Correction: I just realized the above code doesn't work as I thought (though it should achieve the same purpose in most, if not all, cases). The variadic generic bar()
is effectively used as a non-variadic generic function. For example, the following two are equivalent:
func foo<each T: CustomStringConvertible>(_ value: repeat each T) {
repeat bar(each value)
}
// variadic generic version
func bar<each T: CustomStringConvertible>(_ value: repeat each T) {
repeat print(each value)
}
func foo<each T: CustomStringConvertible>(_ value: repeat each T) {
repeat bar(each value)
}
// generic version
func bar<T: CustomStringConvertible>(_ value: T) {
print(value)
}
I was wrong on this. With SE-0399 it's possibe to reference element in tuple in a general way. Example:
func foo<each T: CustomStringConvertible>(_ value: repeat each T) -> (repeat each T) {
(repeat each value)
}
func bar<T: CustomStringConvertible>(_ value: T) {
print(value)
}
// This saves foo() output in a tuple and passes it to bar()
func test<each T: CustomStringConvertible>(_ value: repeat each T) {
let tuple = (repeat foo(each value))
repeat bar(each tuple)
}
Using this approach, I think the following is what you were looking for.
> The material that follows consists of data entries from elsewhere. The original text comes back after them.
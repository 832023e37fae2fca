//! OS shell forwarding.

use std::path::Path;
use std::process::{Command, Stdio};

use anyhow::{Context, Result, bail};

use super::CommandRunner;

/// Runs lines through `sh -c` (or `cmd /C` on Windows) with inherited stdio.
#[derive(Debug, Default)]
pub struct SystemShell;

impl SystemShell {
    fn command(command_line: &str) -> Command {
        #[cfg(windows)]
        {
            let mut cmd = Command::new("cmd");
            cmd.arg("/C").arg(command_line);
            cmd
        }
        #[cfg(not(windows))]
        {
            let mut cmd = Command::new("sh");
            cmd.arg("-c").arg(command_line);
            cmd
        }
    }
}

impl CommandRunner for SystemShell {
    fn run(&mut self, command_line: &str, cwd: &Path) -> Result<()> {
        tracing::debug!(command = command_line, cwd = %cwd.display(), "forwarding to shell");
        let status = Self::command(command_line)
            .current_dir(cwd)
            .stdin(Stdio::inherit())
            .stdout(Stdio::inherit())
            .stderr(Stdio::inherit())
            .status()
            .context("launch command interpreter")?;
        tracing::debug!(%status, "shell finished");
        Ok(())
    }
}

/// Refuses every line; used when forwarding is switched off.
#[derive(Debug, Default)]
pub struct DisabledShell;

impl CommandRunner for DisabledShell {
    fn run(&mut self, command_line: &str, _cwd: &Path) -> Result<()> {
        tracing::debug!(command = command_line, "shell forwarding disabled");
        bail!("shell forwarding is disabled")
    }
}
//! Static tables: race calendar, team radio quotes, champions, track maps.

pub mod calendar;
pub mod champions;
pub mod quotes;
pub mod tracks;
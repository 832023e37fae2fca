//! Diagnostic logging.
//!
//! Logs go to stderr so they never interleave with the styled stdout stream.
//! The filter is read from `PITWALL_LOG` (same syntax as `RUST_LOG`) and
//! defaults to `warn`.

use tracing_subscriber::EnvFilter;

pub const LOG_ENV: &str = "PITWALL_LOG";

/// Installs the global subscriber. Safe to call more than once.
pub fn init() {
    let filter = EnvFilter::try_from_env(LOG_ENV).unwrap_or_else(|_| EnvFilter::new("warn"));
    let _ = tracing_subscriber::fmt()
        .with_env_filter(filter)
        .with_writer(std::io::stderr)
        .with_target(false)
        .try_init();
}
Note the second foo()
call in test()
is generic function in disguise.
protocol P {}
struct A: P {}
struct B: P {}
func foo<each T>(_ value: repeat each T) -> (repeat each T) where repeat each T: P {
(repeat each value)
}
func test<each T>(_ value: repeat each T) -> (repeat each T) where repeat each T: P {
let tuple = (repeat foo(each value))
return (repeat foo(each tuple))
}
test(A(), B())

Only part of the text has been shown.